What needs to be done:
Work out the number of lines below containing the word "derive" and give nothing besides it.

Items listed in a dataset:
--- START ---
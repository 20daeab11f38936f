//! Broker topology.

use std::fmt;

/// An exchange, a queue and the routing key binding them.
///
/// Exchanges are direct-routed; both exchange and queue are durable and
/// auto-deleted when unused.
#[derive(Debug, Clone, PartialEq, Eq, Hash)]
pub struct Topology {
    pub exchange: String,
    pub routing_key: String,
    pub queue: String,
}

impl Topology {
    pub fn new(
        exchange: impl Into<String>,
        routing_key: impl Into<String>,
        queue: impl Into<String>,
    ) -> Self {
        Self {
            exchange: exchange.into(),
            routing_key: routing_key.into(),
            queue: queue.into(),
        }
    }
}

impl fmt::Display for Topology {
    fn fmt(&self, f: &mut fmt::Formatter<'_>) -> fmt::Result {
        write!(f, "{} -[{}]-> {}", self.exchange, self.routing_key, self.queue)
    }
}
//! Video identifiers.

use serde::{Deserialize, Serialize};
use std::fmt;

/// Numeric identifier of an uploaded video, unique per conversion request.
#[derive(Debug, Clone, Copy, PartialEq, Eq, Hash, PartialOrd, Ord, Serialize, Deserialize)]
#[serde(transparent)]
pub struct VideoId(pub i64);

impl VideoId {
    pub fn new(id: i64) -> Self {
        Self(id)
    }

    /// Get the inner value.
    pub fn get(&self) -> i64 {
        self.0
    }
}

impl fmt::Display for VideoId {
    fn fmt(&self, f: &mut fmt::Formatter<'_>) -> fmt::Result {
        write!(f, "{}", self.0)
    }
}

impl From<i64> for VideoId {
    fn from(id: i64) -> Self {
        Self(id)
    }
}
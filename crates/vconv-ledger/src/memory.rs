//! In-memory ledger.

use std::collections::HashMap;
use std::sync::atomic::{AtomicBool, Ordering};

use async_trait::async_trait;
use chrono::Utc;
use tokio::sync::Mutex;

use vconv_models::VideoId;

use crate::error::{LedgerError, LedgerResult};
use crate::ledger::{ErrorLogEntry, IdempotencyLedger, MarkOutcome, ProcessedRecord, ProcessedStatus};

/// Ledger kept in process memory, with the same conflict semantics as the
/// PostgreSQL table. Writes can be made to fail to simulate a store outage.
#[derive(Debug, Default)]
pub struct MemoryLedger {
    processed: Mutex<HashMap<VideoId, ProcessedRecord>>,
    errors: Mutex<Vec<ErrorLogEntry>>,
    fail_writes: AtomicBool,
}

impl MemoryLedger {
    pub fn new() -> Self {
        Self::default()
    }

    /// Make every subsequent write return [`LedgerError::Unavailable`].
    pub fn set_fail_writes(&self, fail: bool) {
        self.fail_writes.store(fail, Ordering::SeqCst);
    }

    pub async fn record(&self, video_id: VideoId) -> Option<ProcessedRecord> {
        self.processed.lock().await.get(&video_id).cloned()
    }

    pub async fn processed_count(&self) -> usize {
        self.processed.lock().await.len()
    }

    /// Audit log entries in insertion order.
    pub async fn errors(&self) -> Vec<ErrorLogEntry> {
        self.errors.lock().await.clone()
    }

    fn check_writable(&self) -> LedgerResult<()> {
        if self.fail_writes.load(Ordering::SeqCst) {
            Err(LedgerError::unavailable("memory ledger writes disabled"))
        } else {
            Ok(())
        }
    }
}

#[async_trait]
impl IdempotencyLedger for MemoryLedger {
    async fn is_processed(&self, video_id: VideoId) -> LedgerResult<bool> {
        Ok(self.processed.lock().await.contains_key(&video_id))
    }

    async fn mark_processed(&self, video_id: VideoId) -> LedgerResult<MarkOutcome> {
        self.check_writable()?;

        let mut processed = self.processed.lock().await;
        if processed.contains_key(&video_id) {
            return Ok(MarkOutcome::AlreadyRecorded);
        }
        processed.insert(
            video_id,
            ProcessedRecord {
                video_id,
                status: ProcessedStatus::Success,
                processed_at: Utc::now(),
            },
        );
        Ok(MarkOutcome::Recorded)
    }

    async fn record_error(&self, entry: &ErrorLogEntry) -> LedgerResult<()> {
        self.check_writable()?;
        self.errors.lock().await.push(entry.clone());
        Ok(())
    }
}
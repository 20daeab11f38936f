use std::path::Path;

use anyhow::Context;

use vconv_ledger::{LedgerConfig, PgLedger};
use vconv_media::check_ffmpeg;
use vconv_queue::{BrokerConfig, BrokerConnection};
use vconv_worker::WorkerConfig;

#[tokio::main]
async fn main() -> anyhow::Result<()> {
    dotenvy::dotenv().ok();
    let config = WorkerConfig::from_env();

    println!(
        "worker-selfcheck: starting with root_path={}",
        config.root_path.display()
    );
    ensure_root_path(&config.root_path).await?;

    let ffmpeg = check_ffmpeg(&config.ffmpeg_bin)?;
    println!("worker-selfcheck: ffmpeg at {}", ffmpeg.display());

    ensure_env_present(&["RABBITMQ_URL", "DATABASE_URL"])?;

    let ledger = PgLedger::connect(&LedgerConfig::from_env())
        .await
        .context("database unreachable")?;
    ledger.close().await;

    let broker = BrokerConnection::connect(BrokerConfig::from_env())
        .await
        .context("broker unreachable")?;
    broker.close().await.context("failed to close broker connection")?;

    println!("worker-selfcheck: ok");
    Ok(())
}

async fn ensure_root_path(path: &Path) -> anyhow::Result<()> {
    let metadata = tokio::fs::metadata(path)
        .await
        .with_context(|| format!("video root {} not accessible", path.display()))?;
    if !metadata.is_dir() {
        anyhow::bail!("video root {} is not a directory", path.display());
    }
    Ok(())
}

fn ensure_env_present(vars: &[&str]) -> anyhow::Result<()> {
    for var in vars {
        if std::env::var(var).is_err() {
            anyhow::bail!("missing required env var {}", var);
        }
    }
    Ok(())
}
--- END ---
Solution to this task:
3